There were also things I witnessed that quietly shifted something inside of me.
I saw people share products they didn’t truly love. I heard conversations that revealed a disconnect between what was being offered and what was actually lived. And while I hold deep compassion for the reality that many people are simply trying to support themselves, it created a subtle fracture in my own trust… not just in the space, but in what I was receiving from it.
And there was a cost.
A real one.
Time with my family. Time in stillness. Time in meditation. Energy that could have been placed into something nourishing. There were evenings where I felt scattered and hurried, trying to create something because I felt I needed to, rather than because it was true to do so. There were tears. There were moments where the joy I once felt in sharing had faded into something much heavier.

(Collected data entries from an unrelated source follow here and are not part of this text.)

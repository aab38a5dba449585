// RouterOS REST encodes every scalar as a JSON string ("49", "true").
// These helpers accept the string form and the plain JSON form.

use serde::de::Error as _;
use serde::{Deserialize, Deserializer};

#[derive(Deserialize)]
#[serde(untagged)]
enum Scalar {
    Bool(bool),
    Number(f64),
    Text(String),
}

pub(crate) fn parse_f64(raw: &str) -> Option<f64> {
    raw.trim().parse::<f64>().ok()
}

pub(crate) fn f64_from_wire<'de, D: Deserializer<'de>>(deserializer: D) -> Result<f64, D::Error> {
    match Scalar::deserialize(deserializer)? {
        Scalar::Number(v) => Ok(v),
        Scalar::Text(s) => {
            parse_f64(&s).ok_or_else(|| D::Error::custom(format!("invalid number {s:?}")))
        }
        Scalar::Bool(b) => Err(D::Error::custom(format!("expected number, got {b}"))),
    }
}

pub(crate) fn bool_from_wire<'de, D: Deserializer<'de>>(deserializer: D) -> Result<bool, D::Error> {
    match Scalar::deserialize(deserializer)? {
        Scalar::Bool(b) => Ok(b),
        Scalar::Text(s) => match s.trim() {
            "true" | "yes" => Ok(true),
            "false" | "no" => Ok(false),
            other => Err(D::Error::custom(format!("invalid boolean {other:?}"))),
        },
        Scalar::Number(v) => Err(D::Error::custom(format!("expected boolean, got {v}"))),
    }
}
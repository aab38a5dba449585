// Config loading and validation tests

use routeros_exporter::config::AppConfig;
use routeros_exporter::error::Error;
use std::io::Write;

const VALID_CONFIG: &str = r#"
[server]
port = 9436
host = "0.0.0.0"

[probe]
timeout_secs = 10.0

[credentials.default]
username = "prometheus"
password = "secret"

[credentials.core]
username = "monitor"
password = "hunter2"
"#;

#[test]
fn test_config_loads_from_str() {
    let config = AppConfig::load_from_str(VALID_CONFIG).expect("load_from_str");
    assert_eq!(config.server.port, 9436);
    assert_eq!(config.server.host, "0.0.0.0");
    assert_eq!(config.probe.timeout_secs, Some(10.0));
    assert_eq!(config.probe.timeout_ceiling(), 10.0);
    assert_eq!(config.credentials.len(), 2);
}

#[test]
fn test_config_defaults_server_and_probe() {
    let config = AppConfig::load_from_str(
        r#"
[credentials.default]
username = "prometheus"
"#,
    )
    .unwrap();
    assert_eq!(config.server.port, 8080);
    assert_eq!(config.server.host, "0.0.0.0");
    assert_eq!(config.probe.timeout_secs, None);
    assert_eq!(config.probe.timeout_ceiling(), 0.0);
    assert_eq!(config.credentials["default"].password, "");
}

#[test]
fn test_find_credential() {
    let config = AppConfig::load_from_str(VALID_CONFIG).unwrap();
    let credential = config.find_credential("core").unwrap();
    assert_eq!(credential.username, "monitor");
    assert_eq!(credential.password, "hunter2");
}

#[test]
fn test_find_credential_unknown_name() {
    let config = AppConfig::load_from_str(VALID_CONFIG).unwrap();
    let err = config.find_credential("missing").unwrap_err();
    assert!(matches!(err, Error::CredentialNotFound(ref name) if name == "missing"));
    assert!(err.to_string().contains("credential not found"));
}

#[test]
fn test_credential_debug_hides_password() {
    let config = AppConfig::load_from_str(VALID_CONFIG).unwrap();
    let debug = format!("{:?}", config.find_credential("default").unwrap());
    assert!(debug.contains("prometheus"));
    assert!(!debug.contains("secret"));
}

#[test]
fn test_config_validation_rejects_invalid_port() {
    let bad = VALID_CONFIG.replace("port = 9436", "port = 0");
    let err = AppConfig::load_from_str(&bad).unwrap_err();
    assert!(err.to_string().contains("server.port"));
}

#[test]
fn test_config_validation_rejects_empty_host() {
    let bad = VALID_CONFIG.replace("host = \"0.0.0.0\"", "host = \"\"");
    let err = AppConfig::load_from_str(&bad).unwrap_err();
    assert!(err.to_string().contains("server.host"));
}

#[test]
fn test_config_validation_rejects_negative_timeout() {
    let bad = VALID_CONFIG.replace("timeout_secs = 10.0", "timeout_secs = -1.0");
    let err = AppConfig::load_from_str(&bad).unwrap_err();
    assert!(err.to_string().contains("probe.timeout_secs"));
}

#[test]
fn test_config_validation_rejects_empty_username() {
    let bad = VALID_CONFIG.replace("username = \"monitor\"", "username = \"\"");
    let err = AppConfig::load_from_str(&bad).unwrap_err();
    assert!(err.to_string().contains("credentials.core.username"));
}

#[test]
fn test_config_validation_rejects_no_credentials() {
    let err = AppConfig::load_from_str("[credentials]\n").unwrap_err();
    assert!(err.to_string().contains("credentials"));
}

#[test]
fn test_config_rejects_malformed_toml() {
    assert!(AppConfig::load_from_str("[server\nport = 1").is_err());
}

#[test]
fn test_config_loads_from_file() {
    let mut file = tempfile::NamedTempFile::new().unwrap();
    file.write_all(VALID_CONFIG.as_bytes()).unwrap();
    let config = AppConfig::load_from_path(file.path()).unwrap();
    assert_eq!(config.server.port, 9436);
}

#[test]
fn test_config_missing_file_names_path() {
    let dir = tempfile::TempDir::new().unwrap();
    let path = dir.path().join("absent.toml");
    let err = AppConfig::load_from_path(&path).unwrap_err();
    assert!(err.to_string().contains("absent.toml"));
}
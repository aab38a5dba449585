// Library for tests to access modules

pub mod config;
pub mod device;
pub mod error;
pub mod exposition;
pub mod models;
pub mod routes;
pub mod self_metrics;
pub mod snapshot;
pub mod timeout;
pub mod version;
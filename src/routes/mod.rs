// HTTP routes: /probe and /metrics

mod http;

use axum::{Router, routing::get};
use std::sync::Arc;
use tower_http::trace::TraceLayer;

use crate::config::AppConfig;
use crate::self_metrics::ExporterMetrics;

#[derive(Clone)]
pub(crate) struct AppState {
    pub(crate) config: Arc<AppConfig>,
    pub(crate) metrics: Arc<ExporterMetrics>,
}

pub fn app(config: Arc<AppConfig>, metrics: Arc<ExporterMetrics>) -> Router {
    let state = AppState { config, metrics };
    Router::new()
        .route("/metrics", get(http::metrics_handler)) // GET /metrics
        .route("/probe", get(http::probe_handler)) // GET /probe?target=&credential=&skip_tls_verify=
        .layer(TraceLayer::new_for_http())
        .with_state(state)
}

More than anything, it began to affect my relationship with myself.
I knew, for a long time, that something wasn’t aligned. I could feel it clearly. And yet, I wasn’t able to step away. It felt like being in a relationship that I had outgrown, but didn’t yet have the clarity or courage to leave. That tension… between knowing and not acting… stayed with me for quite some time.
Until one day, I simply had enough.
It wasn’t dramatic. It wasn’t planned. It was just clear.
And I stopped.
It had been unraveling internally for a long time, but when the decision came, it came cleanly. I stepped away, and I’ve been away for nine months now.
In that space, something opened.
I began sharing in a different way, on a different platform… one that feels much more aligned with how I show up the world. There is a spaciousness there. A freedom. I no longer feel that I have to keep up or perform or produce at a certain pace. I share when it feels true. I bring all parts of myself into what I offer, without needing to pre-filter.
And I can feel the difference.
There is openness now. There is breath. There is a sense of peace that was not present before.
Looking back, I can see that what was most difficult was not the platform itself, but what I was asking of myself within it. It simply wasn’t aligned with who I am, and that was never really sustainable.
If I were to sit with someone who is still inside that experience, I wouldn’t try to convince them of anything. I would simply sit with them. I would let them know that I understand. And I would hold a quiet hope that they find their way… whatever that looks like for them.
Because we all have patterns.
We can notice them on the mat. The way we enter a pose. The way we hold it. The way we resist or push or hesitate. And those same patterns live in our lives… in our choices, in the relationships we stay in, even when something deeper is asking us to move.
And beneath those patterns, there are currents moving through us.
There is an energy that coils, that grips, that draws inward… and there is an energy that opens, that expands, that receives.
In many ways, this is what we are practicing in yoga.
We place the body into different shapes… not just to achieve something externally, but to feel these movements within us. To notice where we hold, where we resist, where we collapse, and where we can soften, open, and allow.
The practice is not to eliminate one or cling to the other.
It is to feel them.
To allow them to come into relationship.
To witness, gently, without judgment… the ways we hold, the ways we reach, the ways we stay longer than we need to, or move before we are ready.
And over time, to find a kind of balance… not forced, but felt.
A balance that allows a more honest response to emerge.
For me, that has meant returning to a way of sharing that feels whole. Not divided. Not driven. Just offered.
And that, in itself, feels like a kind of coming home.